“At one stage it sounded like Guns N’ Roses’ November Rain. It was so pompous and bombastic – just the worst”: It was a “nightmare” to record and reduced Thom Yorke to tears – but this difficult Radiohead song went on to be a viral smash
Inspired by seeing Jeff Buckley in concert, Thom Yorke wrote this stunning power ballad of sorts while under pressure to produce a follow-up to the band's breakthrough hit, Creep.
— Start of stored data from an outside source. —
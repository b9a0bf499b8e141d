use std::{
    env, fs,
    net::SocketAddr,
    path::{Path, PathBuf},
    time::Duration,
};

use crate::{domain::UserId, errors::Error, Result};

/// Typed configuration, resolved once at process start and passed around as
/// an immutable `Arc`. Permission checks read `is_admin`, never the
/// environment.
#[derive(Clone, Debug)]
pub struct Config {
    /// Telegram bot API token.
    pub bot_token: String,
    /// User ids allowed to moderate confessions.
    pub admin_ids: Vec<i64>,
    /// Publish target: `@channelname` or a numeric chat id.
    pub channel_id: String,
    /// Public bot username, used for deep links.
    pub bot_username: String,

    // Webhook endpoint
    pub webhook_addr: SocketAddr,
    pub webhook_path: String,

    // Workflow tuning
    pub confession_cooldown: Duration,
    pub comment_page_size: usize,

    /// Optional JSON snapshot path for the in-memory store.
    pub store_path: Option<PathBuf>,
}

impl Config {
    pub fn load() -> Result<Self> {
        load_dotenv_if_present(Path::new(".env"));

        let bot_token = env_str("BOT_TOKEN").unwrap_or_default();
        if bot_token.trim().is_empty() {
            return Err(Error::Config(
                "BOT_TOKEN environment variable is required".to_string(),
            ));
        }

        let admin_ids = parse_csv_i64(env_str("ADMIN_IDS"));
        if admin_ids.is_empty() {
            return Err(Error::Config(
                "ADMIN_IDS environment variable is required".to_string(),
            ));
        }

        let channel_id = env_str("CHANNEL_ID").and_then(non_empty).ok_or_else(|| {
            Error::Config("CHANNEL_ID environment variable is required".to_string())
        })?;

        let bot_username = env_str("BOT_USERNAME")
            .and_then(non_empty)
            .map(|s| s.trim_start_matches('@').to_string())
            .ok_or_else(|| {
                Error::Config("BOT_USERNAME environment variable is required".to_string())
            })?;

        let webhook_addr = env_str("WEBHOOK_ADDR")
            .unwrap_or_else(|| "0.0.0.0:8080".to_string())
            .parse::<SocketAddr>()
            .map_err(|e| Error::Config(format!("WEBHOOK_ADDR is not a socket address: {e}")))?;
        let webhook_path = env_str("WEBHOOK_PATH").unwrap_or_else(|| "/api/bot".to_string());

        let confession_cooldown =
            Duration::from_millis(env_u64("CONFESSION_COOLDOWN_MS").unwrap_or(60_000));
        let comment_page_size = env_usize("COMMENT_PAGE_SIZE").unwrap_or(5).max(1);

        let store_path = env_str("STORE_PATH").and_then(non_empty).map(PathBuf::from);

        Ok(Self {
            bot_token,
            admin_ids,
            channel_id,
            bot_username,
            webhook_addr,
            webhook_path,
            confession_cooldown,
            comment_page_size,
            store_path,
        })
    }

    pub fn is_admin(&self, user: UserId) -> bool {
        self.admin_ids.contains(&user.0)
    }

    /// Public link to the bot itself.
    pub fn bot_link(&self) -> String {
        format!("https://t.me/{}", self.bot_username)
    }

    /// Deep link that lands a user on the comment view for a confession.
    pub fn comment_deep_link(&self, confession: &crate::domain::ConfessionId) -> String {
        format!(
            "https://t.me/{}?start=comment_{}",
            self.bot_username, confession
        )
    }

    /// Public link to the channel, when the channel has a username.
    pub fn channel_link(&self) -> Option<String> {
        self.channel_id
            .strip_prefix('@')
            .map(|name| format!("https://t.me/{name}"))
    }
}

fn load_dotenv_if_present(path: &Path) {
    let Ok(contents) = fs::read_to_string(path) else {
        return;
    };

    for raw in contents.lines() {
        let line = raw.trim();
        if line.is_empty() || line.starts_with('#') {
            continue;
        }

        let Some((k, v)) = line.split_once('=') else {
            continue;
        };

        let key = k.trim();
        if key.is_empty() {
            continue;
        }
        if env::var_os(key).is_some() {
            continue; // do not override existing env
        }

        let mut val = v.trim().to_string();
        // Strip optional surrounding quotes.
        if val.len() >= 2
            && ((val.starts_with('"') && val.ends_with('"'))
                || (val.starts_with('\'') && val.ends_with('\'')))
        {
            val = val[1..val.len() - 1].to_string();
        }

        env::set_var(key, val);
    }
}

fn env_str(key: &str) -> Option<String> {
    env::var(key).ok()
}

fn env_u64(key: &str) -> Option<u64> {
    env_str(key).and_then(|s| s.trim().parse::<u64>().ok())
}

fn env_usize(key: &str) -> Option<usize> {
    env_str(key).and_then(|s| s.trim().parse::<usize>().ok())
}

fn parse_csv_i64(v: Option<String>) -> Vec<i64> {
    v.unwrap_or_default()
        .split(',')
        .map(|s| s.trim())
        .filter(|s| !s.is_empty())
        .filter_map(|s| s.parse::<i64>().ok())
        .collect()
}

fn non_empty(s: String) -> Option<String> {
    if s.trim().is_empty() {
        None
    } else {
        Some(s)
    }
}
In the end, it was a huge mixing mistake that helped make it a classic, and a hit – 30 years later
If you happened to be watching the second season of the hit Apple TV sci-fi show Severance as it aired while also regularly using TikTok, there's a decent chance your algorithm at some point guided you to one of the many fan-made edits of scenes involving the show's dual love stories.
A whole bunch of these were soundtracked by the climactic third verse of Radiohead's Fake Plastic Trees. (Spoilers abound in these videos, if you're interested in the show and haven't seen it yet).
Oh, and if a grittier show like The Bear is more your speed, don't worry! There are plenty of Fake Plastic Trees-backed montages of Jeremy Allen White alternately yearning, brooding, and crashing out as well.
And to think, Fake Plastic Trees hasn't even been Radiohead's biggest moody-'90s-opus-turned-viral-hit of late, a distinction that goes to Let Down, a track from the alt-rock legends' 1997 milestone, OK Computer, that was so polarizing within the band that it nearly broke them up.
Improbably, the song made its way into the Billboard Hot 100 charts earlier this year, where – as of mid-November – it still remains.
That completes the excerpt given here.